This document demonstrates the making, training, saving, loading, and usage of a sklearn-compliant CGCNN model.

In [3]:
import os
import sys
# sys.path.insert(0,'/home/junwoony/.local/lib/python3.6/site-packages')
# sys.path.insert(0,'../')
import numpy as np
#Select which GPU to use if necessary
%env CUDA_DEVICE_ORDER=PCI_BUS_ID
%env CUDA_VISIBLE_DEVICES=0
%env CUDA_LAUNCH_BLOCKING=1
import mongo
# from torchviz import make_dot, make_dot_from_trace
import time
from torch.nn.utils import clip_grad_norm_
import pickle
import random
from torch.utils.data import Dataset, DataLoader
import mongo
# from cgcnn.data_icgcnn import StructureData, ListDataset, StructureDataTransformer
from cgcnn.data_grad_surface import StructureData, ListDataset, StructureDataTransformer
import numpy as np
import tqdm
from sklearn.preprocessing import StandardScaler
from pymatgen.io.ase import AseAtomsAdaptor

import multiprocess as mp
from sklearn.model_selection import ShuffleSplit

env: CUDA_DEVICE_ORDER=PCI_BUS_ID
env: CUDA_VISIBLE_DEVICES=0
env: CUDA_LAUNCH_BLOCKING=1


## Load the dataset as mongo docs

In [5]:
docs = pickle.load(open('../input/intermetallics_cleavage_energy_data.pkl', 'rb'))

# random.seed(123)
# random.shuffle(docs)
for doc in docs:
    doc["atoms"] = doc['thinnest_structure']['atoms']
    doc["results"] = doc['thinnest_structure']['results']
    doc["initial_configuration"] = doc['thinnest_structure']['initial_configuration']
    del doc["thinnest_structure"]
    
SDT_list = pickle.load(open('../input/SDT_surface_new.pkl', 'rb'))
structures = SDT_list[0]
orig_atom_fea_len = structures[0].shape[-1]
nbr_fea_len = structures[1].shape[-1]
target_list = np.array([sdt[-1].numpy() for sdt in SDT_list]).reshape(-1,1)

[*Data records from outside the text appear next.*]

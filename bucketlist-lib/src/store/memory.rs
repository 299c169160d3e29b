//! In-memory document store using DashMap

use std::sync::atomic::AtomicU64;
use std::sync::atomic::Ordering;

use async_trait::async_trait;
use dashmap::DashMap;
use dashmap::mapref::entry::Entry;
use rand::Rng;
use rand::distr::Alphanumeric;

use super::Document;
use super::DocumentStore;
use crate::error::Error;
use crate::model::Fields;
use crate::path::CollectionPath;
use crate::path::DocumentPath;

/// Length of generated document ids, matching Firestore auto-ids.
const AUTO_ID_LEN: usize = 20;

#[derive(Debug, Clone)]
struct StoredDocument {
    seq: u64,
    fields: Fields,
}

/// A document store held in a concurrent hash map.
///
/// Collections list in insertion order. Data is lost when the process exits.
///
/// # Example
///
/// ```
/// use bucketlist_lib::store::InMemoryStore;
///
/// let store = InMemoryStore::new();
/// assert!(store.is_empty());
/// ```
#[derive(Debug, Default)]
pub struct InMemoryStore {
    documents: DashMap<String, StoredDocument>,
    next_seq: AtomicU64,
}

impl InMemoryStore {
    /// Creates a new empty store.
    pub fn new() -> Self {
        Self::default()
    }

    /// Returns the number of stored documents across all collections.
    pub fn len(&self) -> usize {
        self.documents.len()
    }

    /// Returns `true` if nothing is stored.
    pub fn is_empty(&self) -> bool {
        self.documents.is_empty()
    }

    /// Writes a document at a known path, replacing any existing one.
    ///
    /// Used to seed parent documents such as lists.
    pub fn insert(&self, path: &DocumentPath, fields: Fields) {
        let seq = self.next_seq.fetch_add(1, Ordering::Relaxed);
        self.documents
            .insert(path.to_string(), StoredDocument { seq, fields });
    }

    fn auto_id() -> String {
        rand::rng()
            .sample_iter(&Alphanumeric)
            .take(AUTO_ID_LEN)
            .map(char::from)
            .collect()
    }
}

#[async_trait]
impl DocumentStore for InMemoryStore {
    async fn get(&self, path: &DocumentPath) -> Result<Option<Fields>, Error> {
        Ok(self
            .documents
            .get(&path.to_string())
            .map(|entry| entry.fields.clone()))
    }

    async fn list(&self, collection: &CollectionPath) -> Result<Vec<Document>, Error> {
        let prefix = format!("{}/", collection);
        let mut found: Vec<(u64, Document)> = self
            .documents
            .iter()
            .filter_map(|entry| {
                let id = entry.key().strip_prefix(&prefix)?;
                if id.contains('/') {
                    return None;
                }
                Some((
                    entry.seq,
                    Document {
                        id: id.to_string(),
                        fields: entry.fields.clone(),
                    },
                ))
            })
            .collect();
        found.sort_by_key(|(seq, _)| *seq);
        Ok(found.into_iter().map(|(_, doc)| doc).collect())
    }

    async fn create(&self, collection: &CollectionPath, fields: Fields) -> Result<String, Error> {
        loop {
            let id = Self::auto_id();
            let path = collection.doc(&id)?;
            if let Entry::Vacant(slot) = self.documents.entry(path.to_string()) {
                let seq = self.next_seq.fetch_add(1, Ordering::Relaxed);
                slot.insert(StoredDocument { seq, fields });
                return Ok(id);
            }
        }
    }

    async fn merge(&self, path: &DocumentPath, fields: Fields) -> Result<(), Error> {
        let mut entry = self
            .documents
            .get_mut(&path.to_string())
            .ok_or_else(|| Error::not_found(path))?;
        entry.fields.extend(fields);
        Ok(())
    }

    async fn delete(&self, path: &DocumentPath) -> Result<(), Error> {
        self.documents.remove(&path.to_string());
        Ok(())
    }
}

## Get the size of the features from the data transformer, to be used in setting up the net model

determine max connectivity value (for radius)

In [3]:
# from torch.utils.data import Dataset, DataLoader
# import mongo
# from cgcnn.data import StructureData, ListDataset, StructureDataTransformer
# import numpy as np
# import tqdm



# SDT = StructureDataTransformer(atom_init_loc='/home/zulissi/software/cgcnn_sklearn/atom_init.json',
#                               max_num_nbr=12,
#                               step=0.2,
#                               radius=1,
#                               use_tag=False,
#                               use_fixed_info=False)

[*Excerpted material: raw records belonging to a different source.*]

//! Full-screen add/edit form and the delete prompt.

use bucketlist_lib::format::format_status;
use bucketlist_lib::model::Item;
use crossterm::style::Color;

use super::{fit, Line, Span, Style, ADD_BG, BUTTON_BG, DANGER_BG};
use crate::screen::{FormField, FormMode, ItemForm};

fn label(text: &str, focused: bool) -> Line {
    let style = if focused {
        Style::default().bold().fg(Color::Yellow)
    } else {
        Style::default().bold()
    };
    Line::new(vec![Span::styled(text, style)])
}

fn input(value: &str, placeholder: &str, focused: bool, width: usize) -> Line {
    let inner = width.saturating_sub(4);
    let (text, style) = if value.is_empty() {
        (placeholder, Style::default().dim())
    } else {
        (value, Style::default())
    };
    let cursor = if focused { "▏" } else { " " };
    Line::new(vec![
        Span::raw("│ "),
        Span::styled(fit(text, inner.saturating_sub(1)), style),
        Span::raw(cursor),
    ])
}

pub fn form_modal(form: &ItemForm, width: usize) -> Vec<Line> {
    let focus = form.focus();
    let title = match form.mode() {
        FormMode::Creating => "New item".to_string(),
        FormMode::Editing(item) => format!("Edit \u{201c}{}\u{201d}", item.name),
    };

    let status_style = if focus == FormField::Status {
        Style::default().reverse()
    } else {
        Style::default()
    };

    vec![
        Line::split(
            vec![Span::styled(fit(&title, width.saturating_sub(8)), Style::default().bold())],
            vec![Span::styled("[Esc] ✕", Style::default().dim())],
            width,
            Style::default(),
        ),
        Line::blank(),
        label("Title", focus == FormField::Name),
        input(form.name(), "Name of the item", focus == FormField::Name, width),
        Line::blank(),
        label("Description", focus == FormField::Note),
        input(form.note(), "Notes for item", focus == FormField::Note, width),
        Line::blank(),
        label("Budget", focus == FormField::Budget),
        input(form.budget_input(), "Enter target budget", focus == FormField::Budget, width),
        Line::blank(),
        Line::new(vec![
            Span::styled("Status ", Style::default().bold()),
            Span::styled(if form.status() { "[x]" } else { "[ ]" }, status_style),
            Span::raw(format!(" {}", format_status(form.status()))),
        ]),
        Line::blank(),
        Line::new(vec![Span::styled(
            fit(&format!(" {} ", form.submit_label()), width),
            Style::default().fg(Color::White).bg(BUTTON_BG).bold(),
        )]),
        Line::new(vec![Span::styled(
            fit("Tab next field · Space toggles status · Enter saves", width),
            Style::default().dim(),
        )]),
    ]
}

/// The delete prompt. Only an explicit yes deletes.
pub fn confirm_modal(item: &Item, width: usize) -> Vec<Line> {
    vec![
        Line::new(vec![Span::styled("Delete item?", Style::default().bold())]),
        Line::blank(),
        Line::raw(fit(
            &format!("\u{201c}{}\u{201d} will be removed from this list.", item.name),
            width,
        )),
        Line::blank(),
        Line::new(vec![
            Span::styled(" [y] Yes ", Style::default().fg(Color::White).bg(DANGER_BG).bold()),
            Span::raw("   "),
            Span::styled(" [n] No ", Style::default().fg(Color::White).bg(ADD_BG)),
        ]),
    ]
}

#[cfg(test)]
mod tests {
    use bucketlist_lib::model::{Budget, ItemId, Timestamp};

    use super::*;

    #[test]
    fn test_create_form_shows_placeholders() {
        let lines = form_modal(&ItemForm::create(), 60);
        let text: Vec<String> = lines.iter().map(Line::text).collect();
        assert_eq!(text[0].trim_end_matches("[Esc] ✕").trim_end(), "New item");
        assert!(text[3].contains("Name of the item"));
        assert!(text[9].contains("Enter target budget"));
        assert!(text[11].contains("Pending"));
        assert!(text[13].contains("Add Item"));
    }

    #[test]
    fn test_edit_form_shows_values() {
        let item = Item {
            id: ItemId::new("i1"),
            name: "Tickets".into(),
            note: "row A".into(),
            status: true,
            budget: Budget::from_int(200),
            date: Timestamp(0),
        };
        let lines = form_modal(&ItemForm::edit(item.clone()), 60);
        assert!(lines[3].text().contains("Tickets"));
        assert!(lines[6].text().contains("row A"));
        assert!(lines[9].text().contains("200"));
        assert!(lines[11].text().contains("Completed"));
        assert!(lines[13].text().contains("Save Item"));

        let prompt = confirm_modal(&item, 60);
        assert!(prompt[2].text().contains("Tickets"));
    }
}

# SDT_out = SDT.transform(docs)

# structures = SDT_out[0]
# orig_atom_fea_len = structures[0].shape[-1]
# nbr_fea_len = structures[1].shape[-1]



In [4]:
print(orig_atom_fea_len, nbr_fea_len)

93 19


## CGCNN model with skorch to make it sklearn compliant

In [6]:
from torch.optim import Adam, SGD
from sklearn.model_selection import ShuffleSplit
from skorch.callbacks import Checkpoint, LoadInitState #needs skorch 0.4.0, conda-forge version at 0.3.0 doesn't cut it

from cgcnn.data_grad_surface import collate_pool, MergeDataset
from cgcnn.model_grad_2_surface_simple_sigopt import CrystalGraphConvNet
from skorch import NeuralNetRegressor
import torch
import skorch.callbacks.base


cuda = torch.cuda.is_available()
if cuda:
    device = torch.device("cuda")
else:
    device='cpu'

#Make a checkpoint to save parameters every time there is a new best for validation lost
cp = Checkpoint(monitor='valid_loss_best',fn_prefix='valid_best_')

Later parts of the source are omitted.